*Instructions for the task:* Please restate exactly what appears in the records below from the first line to the line where "or unroutable frames" is, that line included.

==== Data to use ====

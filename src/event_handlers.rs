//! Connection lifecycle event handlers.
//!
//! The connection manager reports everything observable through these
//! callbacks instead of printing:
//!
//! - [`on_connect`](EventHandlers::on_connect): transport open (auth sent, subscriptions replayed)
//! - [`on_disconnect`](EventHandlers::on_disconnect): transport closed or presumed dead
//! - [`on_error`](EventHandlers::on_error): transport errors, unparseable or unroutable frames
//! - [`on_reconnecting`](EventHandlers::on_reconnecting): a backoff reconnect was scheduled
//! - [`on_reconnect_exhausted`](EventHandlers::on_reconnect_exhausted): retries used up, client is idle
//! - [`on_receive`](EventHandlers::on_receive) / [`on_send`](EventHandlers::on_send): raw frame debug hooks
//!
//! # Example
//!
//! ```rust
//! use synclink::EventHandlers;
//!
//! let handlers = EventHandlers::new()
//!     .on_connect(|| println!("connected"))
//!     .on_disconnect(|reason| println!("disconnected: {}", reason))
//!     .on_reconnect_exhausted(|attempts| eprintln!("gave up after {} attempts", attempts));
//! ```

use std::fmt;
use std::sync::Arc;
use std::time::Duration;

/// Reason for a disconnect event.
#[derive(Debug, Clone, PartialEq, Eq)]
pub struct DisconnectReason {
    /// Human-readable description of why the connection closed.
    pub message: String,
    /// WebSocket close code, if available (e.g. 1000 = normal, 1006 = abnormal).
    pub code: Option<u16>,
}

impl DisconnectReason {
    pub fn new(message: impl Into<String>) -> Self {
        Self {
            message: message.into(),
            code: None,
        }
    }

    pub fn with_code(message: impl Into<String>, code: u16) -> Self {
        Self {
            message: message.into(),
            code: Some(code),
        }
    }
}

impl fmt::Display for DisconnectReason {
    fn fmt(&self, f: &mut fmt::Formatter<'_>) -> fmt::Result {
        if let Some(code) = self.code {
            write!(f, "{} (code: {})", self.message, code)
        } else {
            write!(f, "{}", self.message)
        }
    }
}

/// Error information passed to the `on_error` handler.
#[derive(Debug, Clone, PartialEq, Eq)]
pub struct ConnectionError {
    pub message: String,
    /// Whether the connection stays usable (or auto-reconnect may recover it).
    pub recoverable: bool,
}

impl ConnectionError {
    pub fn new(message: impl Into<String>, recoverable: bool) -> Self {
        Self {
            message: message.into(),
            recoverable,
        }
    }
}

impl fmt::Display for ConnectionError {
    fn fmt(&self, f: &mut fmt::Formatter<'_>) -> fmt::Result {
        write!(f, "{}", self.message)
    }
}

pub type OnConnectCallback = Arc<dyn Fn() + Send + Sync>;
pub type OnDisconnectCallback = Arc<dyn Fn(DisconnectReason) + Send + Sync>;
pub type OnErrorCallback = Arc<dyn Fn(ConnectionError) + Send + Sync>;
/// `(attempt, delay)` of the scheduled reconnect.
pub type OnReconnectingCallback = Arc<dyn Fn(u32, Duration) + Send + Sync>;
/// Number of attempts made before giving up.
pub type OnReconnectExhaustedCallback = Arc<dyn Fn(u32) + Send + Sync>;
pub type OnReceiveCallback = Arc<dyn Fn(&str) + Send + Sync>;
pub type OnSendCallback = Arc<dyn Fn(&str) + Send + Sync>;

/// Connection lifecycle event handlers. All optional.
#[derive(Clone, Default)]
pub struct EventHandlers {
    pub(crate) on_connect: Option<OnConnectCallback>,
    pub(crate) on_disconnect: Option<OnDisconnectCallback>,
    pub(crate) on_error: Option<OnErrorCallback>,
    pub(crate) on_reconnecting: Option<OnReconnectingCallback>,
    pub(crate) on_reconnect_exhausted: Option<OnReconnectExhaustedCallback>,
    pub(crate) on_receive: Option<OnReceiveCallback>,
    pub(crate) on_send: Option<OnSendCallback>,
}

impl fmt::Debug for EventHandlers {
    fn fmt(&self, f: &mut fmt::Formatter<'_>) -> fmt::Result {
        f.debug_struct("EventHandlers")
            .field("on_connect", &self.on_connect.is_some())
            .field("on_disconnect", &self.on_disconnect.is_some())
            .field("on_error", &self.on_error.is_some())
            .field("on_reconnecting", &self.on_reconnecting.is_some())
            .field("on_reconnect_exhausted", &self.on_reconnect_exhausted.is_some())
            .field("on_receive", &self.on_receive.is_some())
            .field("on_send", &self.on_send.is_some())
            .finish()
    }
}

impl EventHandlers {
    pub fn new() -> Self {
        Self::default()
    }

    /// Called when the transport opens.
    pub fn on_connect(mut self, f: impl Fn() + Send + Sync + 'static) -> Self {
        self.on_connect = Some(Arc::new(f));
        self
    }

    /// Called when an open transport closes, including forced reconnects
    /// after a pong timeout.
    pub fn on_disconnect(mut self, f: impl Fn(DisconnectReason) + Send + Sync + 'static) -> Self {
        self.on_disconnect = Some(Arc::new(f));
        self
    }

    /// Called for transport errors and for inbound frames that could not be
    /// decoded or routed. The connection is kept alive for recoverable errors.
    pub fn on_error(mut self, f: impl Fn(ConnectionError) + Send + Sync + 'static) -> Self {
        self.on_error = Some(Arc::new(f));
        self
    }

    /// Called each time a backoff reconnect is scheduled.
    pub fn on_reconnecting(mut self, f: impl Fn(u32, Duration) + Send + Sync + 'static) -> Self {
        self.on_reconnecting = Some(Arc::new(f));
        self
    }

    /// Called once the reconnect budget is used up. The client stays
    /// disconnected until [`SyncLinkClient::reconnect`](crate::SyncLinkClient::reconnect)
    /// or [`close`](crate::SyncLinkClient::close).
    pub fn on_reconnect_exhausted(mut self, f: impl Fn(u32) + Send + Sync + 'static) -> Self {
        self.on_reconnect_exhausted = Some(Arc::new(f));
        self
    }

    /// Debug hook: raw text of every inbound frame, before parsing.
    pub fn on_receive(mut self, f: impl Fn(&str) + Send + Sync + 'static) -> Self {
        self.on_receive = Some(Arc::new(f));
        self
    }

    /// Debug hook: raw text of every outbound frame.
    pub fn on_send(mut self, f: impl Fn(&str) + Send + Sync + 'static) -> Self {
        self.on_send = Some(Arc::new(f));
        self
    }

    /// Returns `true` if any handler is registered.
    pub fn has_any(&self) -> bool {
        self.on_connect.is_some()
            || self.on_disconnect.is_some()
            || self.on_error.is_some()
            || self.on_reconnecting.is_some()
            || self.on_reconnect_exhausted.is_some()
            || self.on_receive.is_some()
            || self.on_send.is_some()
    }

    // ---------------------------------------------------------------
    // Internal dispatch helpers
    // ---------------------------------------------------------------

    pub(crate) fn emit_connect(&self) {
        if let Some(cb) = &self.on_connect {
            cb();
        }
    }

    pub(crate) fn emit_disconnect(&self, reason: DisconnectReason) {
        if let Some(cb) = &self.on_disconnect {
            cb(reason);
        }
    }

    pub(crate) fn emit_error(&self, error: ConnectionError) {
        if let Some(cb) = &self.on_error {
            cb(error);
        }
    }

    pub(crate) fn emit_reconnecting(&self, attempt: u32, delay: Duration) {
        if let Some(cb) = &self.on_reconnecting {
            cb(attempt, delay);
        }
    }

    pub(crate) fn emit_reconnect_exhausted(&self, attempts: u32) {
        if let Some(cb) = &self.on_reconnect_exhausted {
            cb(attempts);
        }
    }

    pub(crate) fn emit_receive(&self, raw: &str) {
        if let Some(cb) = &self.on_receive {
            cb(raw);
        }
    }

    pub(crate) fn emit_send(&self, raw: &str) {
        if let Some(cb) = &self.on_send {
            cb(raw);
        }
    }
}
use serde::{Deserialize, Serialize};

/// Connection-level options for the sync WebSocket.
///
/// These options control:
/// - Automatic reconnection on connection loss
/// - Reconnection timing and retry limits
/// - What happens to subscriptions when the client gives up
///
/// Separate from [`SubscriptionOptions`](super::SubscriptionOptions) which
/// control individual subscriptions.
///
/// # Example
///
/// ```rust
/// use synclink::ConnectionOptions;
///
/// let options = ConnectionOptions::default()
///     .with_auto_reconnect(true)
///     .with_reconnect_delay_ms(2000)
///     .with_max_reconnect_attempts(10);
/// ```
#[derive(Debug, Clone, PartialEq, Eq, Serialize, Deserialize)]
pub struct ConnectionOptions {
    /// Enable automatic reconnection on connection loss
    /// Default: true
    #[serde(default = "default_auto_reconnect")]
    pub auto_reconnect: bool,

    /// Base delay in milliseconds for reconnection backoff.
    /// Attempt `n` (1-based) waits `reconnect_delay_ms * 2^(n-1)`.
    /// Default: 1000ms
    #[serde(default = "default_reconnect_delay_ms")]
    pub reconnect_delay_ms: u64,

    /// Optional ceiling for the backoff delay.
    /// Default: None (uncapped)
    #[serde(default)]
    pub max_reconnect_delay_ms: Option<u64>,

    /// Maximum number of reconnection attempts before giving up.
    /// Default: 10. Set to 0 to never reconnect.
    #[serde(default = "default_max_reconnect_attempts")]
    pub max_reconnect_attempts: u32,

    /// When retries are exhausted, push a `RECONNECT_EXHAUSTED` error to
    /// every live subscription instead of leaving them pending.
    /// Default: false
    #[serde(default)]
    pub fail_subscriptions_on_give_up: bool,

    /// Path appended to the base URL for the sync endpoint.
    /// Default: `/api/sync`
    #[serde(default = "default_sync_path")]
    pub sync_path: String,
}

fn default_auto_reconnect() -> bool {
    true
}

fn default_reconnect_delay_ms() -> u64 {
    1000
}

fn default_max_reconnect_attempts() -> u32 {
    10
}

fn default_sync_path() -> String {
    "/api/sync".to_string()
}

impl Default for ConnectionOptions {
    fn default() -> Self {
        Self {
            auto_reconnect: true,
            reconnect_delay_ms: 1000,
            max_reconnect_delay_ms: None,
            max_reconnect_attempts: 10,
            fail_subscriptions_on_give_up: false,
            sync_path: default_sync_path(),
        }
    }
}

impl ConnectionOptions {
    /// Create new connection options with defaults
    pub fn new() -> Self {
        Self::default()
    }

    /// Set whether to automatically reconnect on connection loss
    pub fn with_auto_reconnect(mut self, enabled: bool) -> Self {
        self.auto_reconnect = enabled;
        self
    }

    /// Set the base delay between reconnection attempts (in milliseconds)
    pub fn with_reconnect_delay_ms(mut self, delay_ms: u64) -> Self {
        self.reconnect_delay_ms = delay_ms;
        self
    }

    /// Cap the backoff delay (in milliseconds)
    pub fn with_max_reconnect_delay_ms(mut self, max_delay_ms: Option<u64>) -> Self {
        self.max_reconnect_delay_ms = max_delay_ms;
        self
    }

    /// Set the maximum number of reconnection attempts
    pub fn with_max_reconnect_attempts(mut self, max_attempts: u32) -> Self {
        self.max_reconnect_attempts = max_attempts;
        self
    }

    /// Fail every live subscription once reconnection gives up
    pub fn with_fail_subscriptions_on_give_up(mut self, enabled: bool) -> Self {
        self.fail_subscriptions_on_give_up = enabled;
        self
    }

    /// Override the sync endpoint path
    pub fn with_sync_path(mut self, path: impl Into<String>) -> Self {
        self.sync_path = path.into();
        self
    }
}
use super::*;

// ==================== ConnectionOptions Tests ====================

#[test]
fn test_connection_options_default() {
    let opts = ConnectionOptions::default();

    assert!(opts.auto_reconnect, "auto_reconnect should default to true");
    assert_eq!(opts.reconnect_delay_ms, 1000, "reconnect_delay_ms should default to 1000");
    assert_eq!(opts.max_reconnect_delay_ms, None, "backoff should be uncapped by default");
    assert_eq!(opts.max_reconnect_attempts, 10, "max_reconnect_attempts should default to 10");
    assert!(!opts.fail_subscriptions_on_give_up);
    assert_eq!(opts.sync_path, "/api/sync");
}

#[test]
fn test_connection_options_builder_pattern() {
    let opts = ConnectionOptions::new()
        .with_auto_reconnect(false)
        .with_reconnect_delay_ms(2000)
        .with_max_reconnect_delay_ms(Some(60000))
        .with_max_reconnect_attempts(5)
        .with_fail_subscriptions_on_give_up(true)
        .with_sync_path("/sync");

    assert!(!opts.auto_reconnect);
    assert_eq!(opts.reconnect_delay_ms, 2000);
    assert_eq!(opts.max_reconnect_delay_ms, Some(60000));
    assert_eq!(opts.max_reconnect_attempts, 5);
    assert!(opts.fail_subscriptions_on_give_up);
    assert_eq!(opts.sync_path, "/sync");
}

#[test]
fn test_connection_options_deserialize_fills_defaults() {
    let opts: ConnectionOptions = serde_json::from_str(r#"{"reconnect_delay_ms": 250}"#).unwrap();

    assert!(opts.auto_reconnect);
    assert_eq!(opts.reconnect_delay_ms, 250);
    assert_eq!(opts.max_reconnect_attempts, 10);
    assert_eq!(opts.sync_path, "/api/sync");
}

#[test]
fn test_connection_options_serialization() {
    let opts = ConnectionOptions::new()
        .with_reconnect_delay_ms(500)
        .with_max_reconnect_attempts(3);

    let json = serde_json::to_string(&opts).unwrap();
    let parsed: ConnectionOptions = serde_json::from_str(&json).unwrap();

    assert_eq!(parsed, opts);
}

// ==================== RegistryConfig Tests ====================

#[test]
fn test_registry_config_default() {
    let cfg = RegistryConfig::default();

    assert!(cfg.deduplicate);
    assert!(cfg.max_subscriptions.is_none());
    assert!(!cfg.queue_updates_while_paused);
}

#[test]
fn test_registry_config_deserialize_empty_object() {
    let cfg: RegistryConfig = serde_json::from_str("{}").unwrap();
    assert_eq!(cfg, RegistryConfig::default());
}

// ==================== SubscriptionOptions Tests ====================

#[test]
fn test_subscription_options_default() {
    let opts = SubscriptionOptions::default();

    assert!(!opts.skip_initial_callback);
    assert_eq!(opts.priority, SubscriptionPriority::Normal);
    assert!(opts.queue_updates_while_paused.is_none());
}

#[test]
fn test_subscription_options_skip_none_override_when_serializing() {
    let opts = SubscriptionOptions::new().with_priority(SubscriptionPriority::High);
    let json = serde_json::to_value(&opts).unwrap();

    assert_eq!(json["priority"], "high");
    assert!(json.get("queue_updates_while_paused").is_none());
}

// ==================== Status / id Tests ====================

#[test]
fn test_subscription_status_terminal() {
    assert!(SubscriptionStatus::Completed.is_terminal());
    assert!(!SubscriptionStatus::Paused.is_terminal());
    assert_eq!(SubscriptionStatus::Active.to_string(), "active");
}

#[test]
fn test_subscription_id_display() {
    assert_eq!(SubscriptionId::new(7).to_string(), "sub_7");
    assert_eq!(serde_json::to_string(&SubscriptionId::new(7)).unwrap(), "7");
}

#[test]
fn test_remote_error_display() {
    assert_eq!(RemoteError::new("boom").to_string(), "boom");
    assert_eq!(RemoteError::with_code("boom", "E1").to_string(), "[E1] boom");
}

====

*Result below:*
filename src/event_handlers.rs
//! Connection lifecycle event handlers.
//!
//! The connection manager reports everything observable through these
//! callbacks instead of printing:
//!
//! - [`on_connect`](EventHandlers::on_connect): transport open (auth sent, subscriptions replayed)
//! - [`on_disconnect`](EventHandlers::on_disconnect): transport closed or presumed dead
//! - [`on_error`](EventHandlers::on_error): transport errors, unparseable or unroutable frames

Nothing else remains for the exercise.